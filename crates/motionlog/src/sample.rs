//! Motion sensor samples and their validation rules.
//!
//! A [`SensorSample`] is one atomic read of a 6-axis motion sensor: three
//! acceleration components and three angular-rate components. Samples are
//! transient; they only become durable once wrapped in a
//! [`LogRecord`](crate::record::LogRecord).

use serde::{Deserialize, Serialize};
use thiserror::Error;

/// Largest acceleration magnitude, per axis, that is still trusted.
///
/// Expressed in the engineering units reported by the sensor driver.
pub const ACCEL_LIMIT: f32 = 100.0;

/// One of the six sample components.
#[derive(Debug, Clone, Copy, PartialEq, Eq, Hash, Serialize, Deserialize)]
#[serde(rename_all = "snake_case")]
pub enum Axis {
    /// Acceleration along X.
    AccelX,
    /// Acceleration along Y.
    AccelY,
    /// Acceleration along Z.
    AccelZ,
    /// Angular rate around X.
    GyroX,
    /// Angular rate around Y.
    GyroY,
    /// Angular rate around Z.
    GyroZ,
}

impl Axis {
    /// All axes in wire order.
    pub const ALL: [Self; 6] = [
        Self::AccelX,
        Self::AccelY,
        Self::AccelZ,
        Self::GyroX,
        Self::GyroY,
        Self::GyroZ,
    ];

    /// Whether this axis carries acceleration.
    #[must_use]
    pub const fn is_accel(self) -> bool {
        matches!(self, Self::AccelX | Self::AccelY | Self::AccelZ)
    }
}

impl std::fmt::Display for Axis {
    fn fmt(&self, f: &mut std::fmt::Formatter<'_>) -> std::fmt::Result {
        match self {
            Self::AccelX => write!(f, "ax"),
            Self::AccelY => write!(f, "ay"),
            Self::AccelZ => write!(f, "az"),
            Self::GyroX => write!(f, "gx"),
            Self::GyroY => write!(f, "gy"),
            Self::GyroZ => write!(f, "gz"),
        }
    }
}

/// Why a sample was rejected.
#[derive(Debug, Clone, Copy, PartialEq, Error, Serialize)]
#[serde(tag = "kind", rename_all = "snake_case")]
pub enum InvalidReading {
    /// A component is NaN or infinite.
    #[error("{axis} is not finite ({value})")]
    NonFinite {
        /// The offending axis.
        axis: Axis,
        /// The value reported by the sensor.
        value: f32,
    },

    /// An acceleration component exceeds [`ACCEL_LIMIT`] in magnitude.
    #[error("|{axis}| = {value} exceeds {limit}")]
    AccelOutOfRange {
        /// The offending axis.
        axis: Axis,
        /// The value reported by the sensor.
        value: f32,
        /// The limit that was exceeded.
        limit: f32,
    },
}

impl InvalidReading {
    /// The axis that failed validation.
    #[must_use]
    pub const fn axis(&self) -> Axis {
        match self {
            Self::NonFinite { axis, .. } | Self::AccelOutOfRange { axis, .. } => *axis,
        }
    }
}

/// A single 6-axis reading from the motion sensor.
#[derive(Debug, Clone, Copy, Default, PartialEq, Serialize, Deserialize)]
pub struct SensorSample {
    /// Acceleration `[x, y, z]`.
    pub accel: [f32; 3],
    /// Angular rate `[x, y, z]`.
    pub gyro: [f32; 3],
}

impl SensorSample {
    /// Create a sample from its acceleration and angular-rate vectors.
    #[must_use]
    pub const fn new(accel: [f32; 3], gyro: [f32; 3]) -> Self {
        Self { accel, gyro }
    }

    /// The six components paired with their axis, in wire order.
    #[must_use]
    pub fn components(&self) -> [(Axis, f32); 6] {
        [
            (Axis::AccelX, self.accel[0]),
            (Axis::AccelY, self.accel[1]),
            (Axis::AccelZ, self.accel[2]),
            (Axis::GyroX, self.gyro[0]),
            (Axis::GyroY, self.gyro[1]),
            (Axis::GyroZ, self.gyro[2]),
        ]
    }

    /// Check the sample against the trust rules.
    ///
    /// A sample is rejected when any component is non-finite, or when the
    /// magnitude of any acceleration component exceeds [`ACCEL_LIMIT`].
    /// Angular rate has no magnitude limit.
    ///
    /// # Errors
    ///
    /// Returns the first [`InvalidReading`] found, non-finite checks first.
    pub fn validate(&self) -> Result<(), InvalidReading> {
        let components = self.components();

        if let Some(&(axis, value)) = components.iter().find(|(_, v)| !v.is_finite()) {
            return Err(InvalidReading::NonFinite { axis, value });
        }

        if let Some(&(axis, value)) = components
            .iter()
            .find(|(axis, v)| axis.is_accel() && v.abs() > ACCEL_LIMIT)
        {
            return Err(InvalidReading::AccelOutOfRange {
                axis,
                value,
                limit: ACCEL_LIMIT,
            });
        }

        Ok(())
    }

    /// Whether the sample passes [`validate`](Self::validate).
    #[must_use]
    pub fn is_valid(&self) -> bool {
        self.validate().is_ok()
    }
}

#[cfg(test)]
mod tests {
    use super::*;

    fn resting() -> SensorSample {
        SensorSample::new([0.12, -0.05, 9.81], [0.01, 0.0, -0.02])
    }

    #[test]
    fn test_axis_display() {
        let names: Vec<String> = Axis::ALL.iter().map(ToString::to_string).collect();
        assert_eq!(names, ["ax", "ay", "az", "gx", "gy", "gz"]);
    }

    #[test]
    fn test_axis_is_accel() {
        assert!(Axis::AccelZ.is_accel());
        assert!(!Axis::GyroX.is_accel());
    }

    #[test]
    fn test_resting_sample_is_valid() {
        assert!(resting().validate().is_ok());
        assert!(resting().is_valid());
    }

    #[test]
    fn test_nan_on_any_axis_is_rejected() {
        for (index, axis) in Axis::ALL.iter().enumerate() {
            let mut sample = resting();
            if index < 3 {
                sample.accel[index] = f32::NAN;
            } else {
                sample.gyro[index - 3] = f32::NAN;
            }
            let err = sample.validate().unwrap_err();
            assert!(matches!(err, InvalidReading::NonFinite { .. }));
            assert_eq!(err.axis(), *axis);
        }
    }

    #[test]
    fn test_infinity_is_rejected() {
        let mut sample = resting();
        sample.gyro[2] = f32::NEG_INFINITY;
        assert_eq!(sample.validate().unwrap_err().axis(), Axis::GyroZ);

        let mut sample = resting();
        sample.accel[1] = f32::INFINITY;
        assert!(matches!(
            sample.validate(),
            Err(InvalidReading::NonFinite {
                axis: Axis::AccelY,
                ..
            })
        ));
    }

    #[test]
    fn test_accel_limit_is_exclusive() {
        let mut sample = resting();
        sample.accel[0] = 100.0;
        assert!(sample.is_valid());

        sample.accel[0] = -100.0;
        assert!(sample.is_valid());

        sample.accel[0] = 100.01;
        assert_eq!(
            sample.validate(),
            Err(InvalidReading::AccelOutOfRange {
                axis: Axis::AccelX,
                value: 100.01,
                limit: ACCEL_LIMIT,
            })
        );

        sample.accel[0] = 0.0;
        sample.accel[2] = -250.0;
        assert_eq!(sample.validate().unwrap_err().axis(), Axis::AccelZ);
    }

    #[test]
    fn test_large_gyro_is_still_valid() {
        let sample = SensorSample::new([0.0, 0.0, 9.8], [500.0, -2000.0, 1.0e6]);
        assert!(sample.is_valid());
    }

    #[test]
    fn test_non_finite_reported_before_range() {
        let sample = SensorSample::new([500.0, 0.0, 0.0], [0.0, f32::NAN, 0.0]);
        assert_eq!(sample.validate().unwrap_err().axis(), Axis::GyroY);
    }

    #[test]
    fn test_invalid_reading_display() {
        let err = InvalidReading::AccelOutOfRange {
            axis: Axis::AccelY,
            value: 120.5,
            limit: ACCEL_LIMIT,
        };
        assert_eq!(err.to_string(), "|ay| = 120.5 exceeds 100");

        let err = InvalidReading::NonFinite {
            axis: Axis::AccelX,
            value: f32::NAN,
        };
        assert_eq!(err.to_string(), "ax is not finite (NaN)");
    }

    #[test]
    fn test_components_wire_order() {
        let sample = SensorSample::new([1.0, 2.0, 3.0], [4.0, 5.0, 6.0]);
        let values: Vec<f32> = sample.components().iter().map(|(_, v)| *v).collect();
        assert_eq!(values, [1.0, 2.0, 3.0, 4.0, 5.0, 6.0]);
    }
}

> _Exercise_
Reproduce each line from the records that contains the word "Deserialize".

> _Answer for this exercise_
use serde::{Deserialize, Serialize};
#[derive(Debug, Clone, Copy, PartialEq, Eq, Hash, Serialize, Deserialize)]
#[derive(Debug, Clone, Copy, Default, PartialEq, Serialize, Deserialize)]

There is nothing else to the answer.